642

Case No. 3,878.

DIAZ v. UNITED STATES.

[Hoff. Op. 32.]

District Court, N. D. California.

March 15, 1858.

LAND GRANTS BY MEXICAN GOVERNORS—ABSENCE OF DOCUMENTARY PROOFS.

[When no expediente or other evidence of the existence of the grant is produced from the archives, or its absence accounted for, and there is no evidence whatever that any of the preliminary steps required by the regulations have ever been observed, and the evidence as to occupation or cultivation by the claimant is unsatisfactory, the claim should be rejected. U. S. v. Cambuston, 20 How. (61 U. S.) 59, followed.]

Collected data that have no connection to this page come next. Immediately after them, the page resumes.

//! Bearer-token verification.
//!
//! Tokens are issued elsewhere (the login service); this crate only checks the
//! HS256 signature and expiry and reads the claims. Handlers opt in by taking
//! an [`AuthUser`] or [`AdminUser`] argument.

use axum::{
    extract::{FromRef, FromRequestParts},
    http::{header::AUTHORIZATION, request::Parts},
};
use jsonwebtoken::{Algorithm, DecodingKey, EncodingKey, Header, Validation, decode, encode};
use pharmacy::ApiError;
use serde::{Deserialize, Serialize};
use uuid::Uuid;

use crate::state::AppState;

pub const ADMIN_ROLE: &str = "admin";

/// Claims carried by every access token
#[derive(Debug, Clone, PartialEq, Eq, Serialize, Deserialize)]
pub struct Claims {
    /// User id
    pub sub: String,
    pub email: String,
    pub role: String,
    /// Expiry, seconds since the Unix epoch
    pub exp: u64,
}

impl Claims {
    /// Claims for `user_id` expiring `ttl_secs` from now
    #[must_use]
    pub fn new(user_id: Uuid, email: impl Into<String>, role: impl Into<String>, ttl_secs: u64) -> Self {
        let now = u64::try_from(chrono::Utc::now().timestamp()).unwrap_or_default();
        Self {
            sub: user_id.to_string(),
            email: email.into(),
            role: role.into(),
            exp: now + ttl_secs,
        }
    }
}

/// Signs and verifies HS256 tokens with one shared secret
pub struct TokenVerifier {
    encoding: EncodingKey,
    decoding: DecodingKey,
    validation: Validation,
}

impl std::fmt::Debug for TokenVerifier {
    fn fmt(&self, f: &mut std::fmt::Formatter<'_>) -> std::fmt::Result {
        f.debug_struct("TokenVerifier").finish_non_exhaustive()
    }
}

impl TokenVerifier {
    #[must_use]
    pub fn new(secret: &str) -> Self {
        Self {
            encoding: EncodingKey::from_secret(secret.as_bytes()),
            decoding: DecodingKey::from_secret(secret.as_bytes()),
            validation: Validation::new(Algorithm::HS256),
        }
    }

    /// # Errors
    ///
    /// Returns the `jsonwebtoken` error when encoding fails.
    pub fn sign(&self, claims: &Claims) -> Result<String, jsonwebtoken::errors::Error> {
        encode(&Header::new(Algorithm::HS256), claims, &self.encoding)
    }

    /// # Errors
    ///
    /// Returns the `jsonwebtoken` error for a bad signature, an expired token
    /// or malformed claims.
    pub fn verify(&self, token: &str) -> Result<Claims, jsonwebtoken::errors::Error> {
        decode::<Claims>(token, &self.decoding, &self.validation).map(|data| data.claims)
    }
}

/// The caller of a route that requires any valid token
#[derive(Debug, Clone)]
pub struct AuthUser {
    pub id: Uuid,
    pub email: String,
    pub role: String,
}

impl AuthUser {
    #[must_use]
    pub fn is_admin(&self) -> bool {
        self.role == ADMIN_ROLE
    }
}

/// The caller of a route that requires the admin role
#[derive(Debug, Clone)]
pub struct AdminUser(pub AuthUser);

fn bearer_token(parts: &Parts) -> Option<&str> {
    parts
        .headers
        .get(AUTHORIZATION)?
        .to_str()
        .ok()?
        .strip_prefix("Bearer ")
        .filter(|token| !token.is_empty())
}

impl<S> FromRequestParts<S> for AuthUser
where
    AppState: FromRef<S>,
    S: Send + Sync,
{
    type Rejection = ApiError;

    async fn from_request_parts(parts: &mut Parts, state: &S) -> Result<Self, Self::Rejection> {
        let token = bearer_token(parts).ok_or_else(ApiError::unauthorized)?;
        let state = AppState::from_ref(state);

        let claims = state.tokens.verify(token).map_err(|err| {
            tracing::debug!(error = %err, "Rejected bearer token");
            ApiError::unauthorized()
        })?;
        let id = Uuid::parse_str(&claims.sub).map_err(|_| {
            tracing::debug!(sub = %claims.sub, "Token subject is not a user id");
            ApiError::unauthorized()
        })?;

        Ok(Self {
            id,
            email: claims.email,
            role: claims.role,
        })
    }
}

impl<S> FromRequestParts<S> for AdminUser
where
    AppState: FromRef<S>,
    S: Send + Sync,
{
    type Rejection = ApiError;

    async fn from_request_parts(parts: &mut Parts, state: &S) -> Result<Self, Self::Rejection> {
        let user = AuthUser::from_request_parts(parts, state).await?;
        if !user.is_admin() {
            return Err(ApiError::forbidden());
        }
        Ok(Self(user))
    }
}
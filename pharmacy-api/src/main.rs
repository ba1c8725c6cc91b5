//! Online pharmacy API server
//!
//! ```bash
//! DATABASE_URL=sqlite://pharmacy.db?mode=rwc cargo run -p pharmacy-api
//! ```
//!
//! Then visit:
//! - **API**: <http://localhost:5000/api/products>
//! - **Documentation**: <http://localhost:5000/docs>

use pharmacy_api::{AppConfig, AppState, app, migration::Migrator};
use sea_orm::{Database, DatabaseConnection};
use sea_orm_migration::MigratorTrait;
use tracing_subscriber::EnvFilter;

#[tokio::main]
async fn main() -> Result<(), Box<dyn std::error::Error>> {
    let config = AppConfig::from_env()?;

    let filter = EnvFilter::try_from_default_env()
        .or_else(|_| EnvFilter::try_new(&config.log_level))?;
    tracing_subscriber::fmt().with_env_filter(filter).init();

    let db: DatabaseConnection = Database::connect(&config.database_url).await?;
    Migrator::up(&db, None).await?;

    let state = AppState::new(db, &config.jwt_secret);
    let listener = tokio::net::TcpListener::bind(config.socket_addr()).await?;
    tracing::info!(addr = %config.socket_addr(), "Listening; docs at /docs");
    axum::serve(listener, app(&state)).await?;
    Ok(())
}
use axum::{
    Json,
    extract::{Path, State},
};
use chrono::{Duration, Utc};
use pharmacy::{ApiError, ErrorResponse, JsonBody, ListParams, ListQuery, ListResponse, PrescriptionStatus, list_resource};
use sea_orm::{ActiveModelTrait, DatabaseConnection, EntityTrait, IntoActiveModel, Set};
use serde::Deserialize;
use utoipa::ToSchema;
use utoipa_axum::{router::OpenApiRouter, routes};
use uuid::Uuid;

use super::{parse_id, prescriptions::REFILL_INTERVAL_DAYS};
use crate::{
    auth::AdminUser,
    entities::prescription,
    resources::{AdminPrescriptionResource, PrescriptionWithUser, attach_users},
    state::AppState,
};

pub fn router(state: &AppState) -> OpenApiRouter {
    OpenApiRouter::new()
        .routes(routes!(list_prescriptions))
        .routes(routes!(get_prescription))
        .routes(routes!(update_status))
        .with_state(state.clone())
}

#[derive(Debug, Deserialize, ToSchema)]
pub struct StatusUpdate {
    /// `approved`, `pending` or `rejected` (stored names are accepted too)
    #[schema(example = "approved")]
    pub status: Option<String>,
}

async fn with_user(db: &DatabaseConnection, row: prescription::Model) -> Result<PrescriptionWithUser, ApiError> {
    attach_users(db, vec![row])
        .await?
        .pop()
        .ok_or_else(|| ApiError::internal("prescription lost while attaching its user"))
}

#[utoipa::path(
    get,
    path = "/",
    tag = "admin",
    params(ListQuery),
    security(("bearer" = [])),
    responses(
        (status = OK, description = "One page of prescriptions with their owners", body = ListResponse<PrescriptionWithUser>),
        (status = UNAUTHORIZED, description = "Missing or invalid token", body = ErrorResponse),
        (status = FORBIDDEN, description = "Not an admin", body = ErrorResponse)
    ),
    summary = "List all prescriptions (admin)",
    description = "Filterable by `status` (back-office labels) and `q` (name, doctor or Rx number). Always sorted by last update, newest first."
)]
pub async fn list_prescriptions(
    State(state): State<AppState>,
    _admin: AdminUser,
    ListParams(query): ListParams,
) -> Result<Json<ListResponse<PrescriptionWithUser>>, ApiError> {
    Ok(Json(list_resource::<AdminPrescriptionResource>(&state.db, &query).await?))
}

#[utoipa::path(
    get,
    path = "/{id}",
    tag = "admin",
    params(("id" = String, Path, description = "Prescription id (UUID)")),
    security(("bearer" = [])),
    responses(
        (status = OK, description = "The prescription with its owner", body = PrescriptionWithUser),
        (status = BAD_REQUEST, description = "Malformed id", body = ErrorResponse),
        (status = UNAUTHORIZED, description = "Missing or invalid token", body = ErrorResponse),
        (status = FORBIDDEN, description = "Not an admin", body = ErrorResponse),
        (status = NOT_FOUND, description = "No such prescription", body = ErrorResponse)
    ),
    summary = "Get one prescription (admin)"
)]
pub async fn get_prescription(
    State(state): State<AppState>,
    _admin: AdminUser,
    Path(id): Path<String>,
) -> Result<Json<PrescriptionWithUser>, ApiError> {
    let id = parse_id(&id)?;
    let row = prescription::Entity::find_by_id(id)
        .one(&state.db)
        .await?
        .ok_or_else(ApiError::not_found)?;
    Ok(Json(with_user(&state.db, row).await?))
}

fn transition(model: prescription::Model, status: PrescriptionStatus) -> prescription::ActiveModel {
    let now = Utc::now();
    let missing_refill_date = model.next_refill_at.is_none();

    let mut active = model.into_active_model();
    active.status = Set(status);
    match status {
        PrescriptionStatus::Active if missing_refill_date => {
            active.next_refill_at = Set(Some(now + Duration::days(REFILL_INTERVAL_DAYS)));
        }
        PrescriptionStatus::Expired => active.expired_at = Set(Some(now)),
        _ => {}
    }
    active.updated_at = Set(now);
    active
}

#[utoipa::path(
    patch,
    path = "/{id}/status",
    tag = "admin",
    params(("id" = String, Path, description = "Prescription id (UUID)")),
    request_body = StatusUpdate,
    security(("bearer" = [])),
    responses(
        (status = OK, description = "The updated prescription with its owner", body = PrescriptionWithUser),
        (status = BAD_REQUEST, description = "Malformed id or invalid status", body = ErrorResponse),
        (status = UNAUTHORIZED, description = "Missing or invalid token", body = ErrorResponse),
        (status = FORBIDDEN, description = "Not an admin", body = ErrorResponse),
        (status = NOT_FOUND, description = "No such prescription", body = ErrorResponse)
    ),
    summary = "Approve, reject or reset a prescription (admin)",
    description = "Approving fills in the next refill date when it is missing. Rejecting stamps the expiry time."
)]
pub async fn update_status(
    State(state): State<AppState>,
    AdminUser(admin): AdminUser,
    Path(id): Path<String>,
    JsonBody(body): JsonBody<StatusUpdate>,
) -> Result<Json<PrescriptionWithUser>, ApiError> {
    let id: Uuid = parse_id(&id)?;
    let status = body
        .status
        .as_deref()
        .and_then(PrescriptionStatus::from_ui)
        .ok_or_else(|| ApiError::bad_request("Invalid status"))?;

    let existing = prescription::Entity::find_by_id(id)
        .one(&state.db)
        .await?
        .ok_or_else(ApiError::not_found)?;

    let updated = transition(existing, status).update(&state.db).await?;
    tracing::info!(%id, admin = %admin.id, ?status, "Prescription status changed");
    Ok(Json(with_user(&state.db, updated).await?))
}

#[cfg(test)]
mod tests {
    use super::*;
    use sea_orm::ActiveValue;

    fn sample(next_refill_at: Option<chrono::DateTime<Utc>>) -> prescription::Model {
        let now = Utc::now();
        prescription::Model {
            id: Uuid::new_v4(),
            user_id: Uuid::new_v4(),
            name: "Amoxicillin".to_string(),
            doctor: "Dr. Reyes".to_string(),
            rx_number: "RX-1".to_string(),
            prescribed_at: now,
            next_refill_at,
            expired_at: None,
            refills_left: 2,
            status: PrescriptionStatus::Pending,
            note: None,
            created_at: now,
            updated_at: now,
        }
    }

    #[test]
    fn test_approval_sets_missing_refill_date() {
        let active = transition(sample(None), PrescriptionStatus::Active);
        assert!(matches!(active.next_refill_at, ActiveValue::Set(Some(_))));
        assert!(matches!(active.status, ActiveValue::Set(PrescriptionStatus::Active)));
    }

    #[test]
    fn test_approval_keeps_existing_refill_date() {
        let existing = Utc::now() + Duration::days(3);
        let active = transition(sample(Some(existing)), PrescriptionStatus::Active);
        assert_eq!(active.next_refill_at.clone().unwrap(), Some(existing));
        assert!(!matches!(active.next_refill_at, ActiveValue::Set(_)));
    }

    #[test]
    fn test_rejection_stamps_expiry() {
        let active = transition(sample(None), PrescriptionStatus::Expired);
        assert!(matches!(active.expired_at, ActiveValue::Set(Some(_))));
        assert!(!matches!(active.next_refill_at, ActiveValue::Set(_)));
    }
}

Rejection of the claim of Manuel Diaz.

HOFFMAN, District Judge, rejected the claim of Manuel Diaz to a ranch eleven square leagues (48,823 acres) in Sacramento county, and delivered the following opinion in the case:

The claim of the appellants is founded on a grant alleged to have been issued by Pio Pico, dated Los Angeles, May 18. 1846. No expediente or other evidence of the existence of the grant is produced from the archives, nor is its absence accounted for. There is no evidence whatever that any of the preliminary steps required by the regulations have ever been observed. Henry Cambuston, on whose testimony the claim chiefly rests, swears that he never saw the petition of Diaz. The grant is dated five days previously to that of Henry Cambuston, and is said by the latter to have been conveyed to Diaz by himself. The only evidence of any occupation or cultivation by the claimant, is that of Henry Cambuston. If his statement be true, the promptness shown by Diaz in fulfilling the conditions of his grant was certainly extraordinary. The case, as presented, is almost identical with that of Henry Cambuston, recently determined in the supreme court. [U. S. v. Cambuston, 20 How. (61 U. S.) 59.] Under the principles laid down by the court in that case, this claim must be rejected.